Exercise details:
Send back all of the records, each one exactly as written.

___ Input

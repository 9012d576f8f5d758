//! Google Maps reverse geocoding.
//!
//! Issues `GET {endpoint}?latlng={lat},{lng}&key={key}` and keeps
//! `formatted_address` and `place_id` of every result, nearest first.

use foundation::GeoPoint;
use serde::Deserialize;

use super::{BoxFuture, Geocoder};
use crate::error::{ServiceError, ServiceResult};
use crate::model::GeocodeResult;

pub const DEFAULT_ENDPOINT: &str = "https://maps.googleapis.com/maps/api/geocode/json";

#[derive(Clone)]
pub struct GoogleGeocoder {
    http: reqwest::Client,
    endpoint: String,
    api_key: String,
}

impl GoogleGeocoder {
    pub fn new(api_key: impl Into<String>) -> Self {
        Self::with_client(reqwest::Client::new(), DEFAULT_ENDPOINT, api_key)
    }

    pub fn with_client(
        http: reqwest::Client,
        endpoint: impl Into<String>,
        api_key: impl Into<String>,
    ) -> Self {
        Self {
            http,
            endpoint: endpoint.into(),
            api_key: api_key.into(),
        }
    }
}

#[derive(Deserialize)]
struct ReverseResponse {
    status: String,
    #[serde(default)]
    results: Vec<RawResult>,
    #[serde(default)]
    error_message: Option<String>,
}

#[derive(Deserialize)]
struct RawResult {
    formatted_address: String,
    #[serde(default)]
    place_id: String,
}

/// Parses a geocoding response body.
///
/// `ZERO_RESULTS` is a successful empty answer; any other non-`OK` status is
/// an error carrying the service's message.
pub fn parse_response(body: &str) -> ServiceResult<Vec<GeocodeResult>> {
    let response: ReverseResponse = serde_json::from_str(body)
        .map_err(|e| ServiceError::with_source("malformed geocoder response", e))?;

    match response.status.as_str() {
        "OK" | "ZERO_RESULTS" => Ok(response
            .results
            .into_iter()
            .map(|r| GeocodeResult {
                formatted_address: r.formatted_address,
                place_id: r.place_id,
            })
            .collect()),
        status => Err(ServiceError::new(match response.error_message {
            Some(msg) => format!("geocoder status {status}: {msg}"),
            None => format!("geocoder status {status}"),
        })),
    }
}

impl Geocoder for GoogleGeocoder {
    fn search(&self, point: GeoPoint) -> BoxFuture<'_, ServiceResult<Vec<GeocodeResult>>> {
        Box::pin(async move {
            let latlng = format!("{},{}", point.latitude, point.longitude);
            let response = self
                .http
                .get(&self.endpoint)
                .query(&[("latlng", latlng.as_str()), ("key", self.api_key.as_str())])
                .send()
                .await
                .map_err(|e| ServiceError::with_source("geocoder request failed", e))?;

            let status = response.status();
            if !status.is_success() {
                return Err(ServiceError::new(format!("geocoder returned HTTP {status}")));
            }

            let body = response
                .text()
                .await
                .map_err(|e| ServiceError::with_source("geocoder body read failed", e))?;
            parse_response(&body)
        })
    }
}

#[cfg(test)]
mod tests {
    use super::parse_response;

    #[test]
    fn keeps_results_in_order() {
        let body = r#"{
            "status": "OK",
            "results": [
                { "formatted_address": "1 Main St", "place_id": "p1", "types": ["street_address"] },
                { "formatted_address": "Main St", "place_id": "p2" }
            ]
        }"#;
        let results = parse_response(body).unwrap();
        assert_eq!(results.len(), 2);
        assert_eq!(results[0].formatted_address, "1 Main St");
        assert_eq!(results[0].place_id, "p1");
    }

    #[test]
    fn zero_results_is_empty_success() {
        let results = parse_response(r#"{ "status": "ZERO_RESULTS", "results": [] }"#).unwrap();
        assert!(results.is_empty());
    }

    #[test]
    fn error_status_carries_message() {
        let err = parse_response(
            r#"{ "status": "REQUEST_DENIED", "error_message": "bad key", "results": [] }"#,
        )
        .unwrap_err();
        assert_eq!(err.to_string(), "geocoder status REQUEST_DENIED: bad key");

        assert!(parse_response("<html>").is_err());
    }
}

______

Answer below:
repository 9012d576f8f5d758
//! Google Maps reverse geocoding.
//!
//! Issues `GET {endpoint}?latlng={lat},{lng}&key={key}` and keeps
//! `formatted_address` and `place_id` of every result, nearest first.

use foundation::GeoPoint;
use serde::Deserialize;

use super::{BoxFuture, Geocoder};
use crate::error::{ServiceError, ServiceResult};
use crate::model::GeocodeResult;

pub const DEFAULT_ENDPOINT: &str = "https://maps.googleapis.com/maps/api/geocode/json";

#[derive(Clone)]
pub struct GoogleGeocoder {
    http: reqwest::Client,
    endpoint: String,
    api_key: String,
}

impl GoogleGeocoder {
    pub fn new(api_key: impl Into<String>) -> Self {
        Self::with_client(reqwest::Client::new(), DEFAULT_ENDPOINT, api_key)
    }

    pub fn with_client(
        http: reqwest::Client,
        endpoint: impl Into<String>,
        api_key: impl Into<String>,
    ) -> Self {
        Self {
            http,
            endpoint: endpoint.into(),
            api_key: api_key.into(),
        }
    }
}

#[derive(Deserialize)]
struct ReverseResponse {
    status: String,
    #[serde(default)]
    results: Vec<RawResult>,
    #[serde(default)]
    error_message: Option<String>,
}

#[derive(Deserialize)]
struct RawResult {
    formatted_address: String,
    #[serde(default)]
    place_id: String,
}

/// Parses a geocoding response body.
///
/// `ZERO_RESULTS` is a successful empty answer; any other non-`OK` status is
/// an error carrying the service's message.
pub fn parse_response(body: &str) -> ServiceResult<Vec<GeocodeResult>> {
    let response: ReverseResponse = serde_json::from_str(body)
        .map_err(|e| ServiceError::with_source("malformed geocoder response", e))?;

    match response.status.as_str() {
        "OK" | "ZERO_RESULTS" => Ok(response
            .results
            .into_iter()
            .map(|r| GeocodeResult {
                formatted_address: r.formatted_address,
                place_id: r.place_id,
            })
            .collect()),
        status => Err(ServiceError::new(match response.error_message {
            Some(msg) => format!("geocoder status {status}: {msg}"),
            None => format!("geocoder status {status}"),
        })),
    }
}

impl Geocoder for GoogleGeocoder {
    fn search(&self, point: GeoPoint) -> BoxFuture<'_, ServiceResult<Vec<GeocodeResult>>> {
        Box::pin(async move {
            let latlng = format!("{},{}", point.latitude, point.longitude);
            let response = self
                .http
                .get(&self.endpoint)
                .query(&[("latlng", latlng.as_str()), ("key", self.api_key.as_str())])
                .send()
                .await
                .map_err(|e| ServiceError::with_source("geocoder request failed", e))?;

            let status = response.status();
            if !status.is_success() {
                return Err(ServiceError::new(format!("geocoder returned HTTP {status}")));
            }

            let body = response
                .text()
                .await
                .map_err(|e| ServiceError::with_source("geocoder body read failed", e))?;
            parse_response(&body)
        })
    }
}

#[cfg(test)]
mod tests {
    use super::parse_response;

    #[test]
    fn keeps_results_in_order() {
        let body = r#"{
            "status": "OK",
            "results": [
                { "formatted_address": "1 Main St", "place_id": "p1", "types": ["street_address"] },
                { "formatted_address": "Main St", "place_id": "p2" }
            ]
        }"#;
        let results = parse_response(body).unwrap();
        assert_eq!(results.len(), 2);
        assert_eq!(results[0].formatted_address, "1 Main St");
        assert_eq!(results[0].place_id, "p1");
    }

    #[test]
    fn zero_results_is_empty_success() {
        let results = parse_response(r#"{ "status": "ZERO_RESULTS", "results": [] }"#).unwrap();
        assert!(results.is_empty());
    }

    #[test]
    fn error_status_carries_message() {
        let err = parse_response(
            r#"{ "status": "REQUEST_DENIED", "error_message": "bad key", "results": [] }"#,
        )
        .unwrap_err();
        assert_eq!(err.to_string(), "geocoder status REQUEST_DENIED: bad key");

        assert!(parse_response("<html>").is_err());
    }
}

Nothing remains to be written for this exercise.